US20080122059A1

US20080122059A1 - Stacked chip package structure and fabricating method thereof

Info

Publication number: US20080122059A1
Application number: US11/839,290
Authority: US
Inventors: Che-Ya Chou; Chih-Pin Hung
Original assignee: Advanced Semiconductor Engineering Inc
Current assignee: Advanced Semiconductor Engineering Inc
Priority date: 2006-11-29
Filing date: 2007-08-15
Publication date: 2008-05-29
Also published as: TW200824067A

Abstract

A stacked chip package structure including a carrier, a first chip, a second chip, a barrier layer, and a metal piece is provided. The carrier has an upper surface and a corresponding lower surface. The first chip is disposed on the upper surface of the carrier, and electrically connected to the carrier.
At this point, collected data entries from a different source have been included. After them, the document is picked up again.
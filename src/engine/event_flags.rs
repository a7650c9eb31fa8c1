use spawn_sys as binding;

/// Event flags filled in by [`super::CoSimulationEngine::new_discrete_states`].
#[derive(Default, Debug, Clone, PartialEq)]
pub struct EventFlags {
    /// The engine must stay in event mode for another event iteration.
    pub discrete_states_need_update: bool,
    /// The engine requests to stop the simulation.
    pub terminate_simulation: bool,
    pub nominals_of_continuous_states_changed: bool,
    pub values_of_continuous_states_changed: bool,
    /// The absolute time of the next time event. The building is advanced to this time at the
    /// latest, after which event mode is entered again.
    pub next_event_time: Option<f64>,
}

impl EventFlags {
    /// Reset all event flags to their default state.
    pub fn reset(&mut self) {
        *self = Self::default();
    }
}

impl From<binding::fmi2EventInfo> for EventFlags {
    fn from(info: binding::fmi2EventInfo) -> Self {
        let set = |flag: binding::fmi2Boolean| flag != binding::fmi2False;
        Self {
            discrete_states_need_update: set(info.newDiscreteStatesNeeded),
            terminate_simulation: set(info.terminateSimulation),
            nominals_of_continuous_states_changed: set(info.nominalsOfContinuousStatesChanged),
            values_of_continuous_states_changed: set(info.valuesOfContinuousStatesChanged),
            next_event_time: set(info.nextEventTimeDefined).then_some(info.nextEventTime),
        }
    }
}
The second chip is disposed over the first chip, and electrically connected to the carrier. The barrier layer is made of an electrically conductive material, and is disposed between the first chip and the second chip. The metal piece is connected to a border of the barrier layer, and electrically connected to a ground, such that the barrier layer is grounded via the metal piece. A fabricating method of the stacked chip package structure is also provided.

Description

CROSS-REFERENCE TO RELATED APPLICATION

This application claims the priority benefit of Taiwan application serial no. 95144164, filed on Nov. 29, 2006. All disclosure of the Taiwan application is incorporated herein by reference.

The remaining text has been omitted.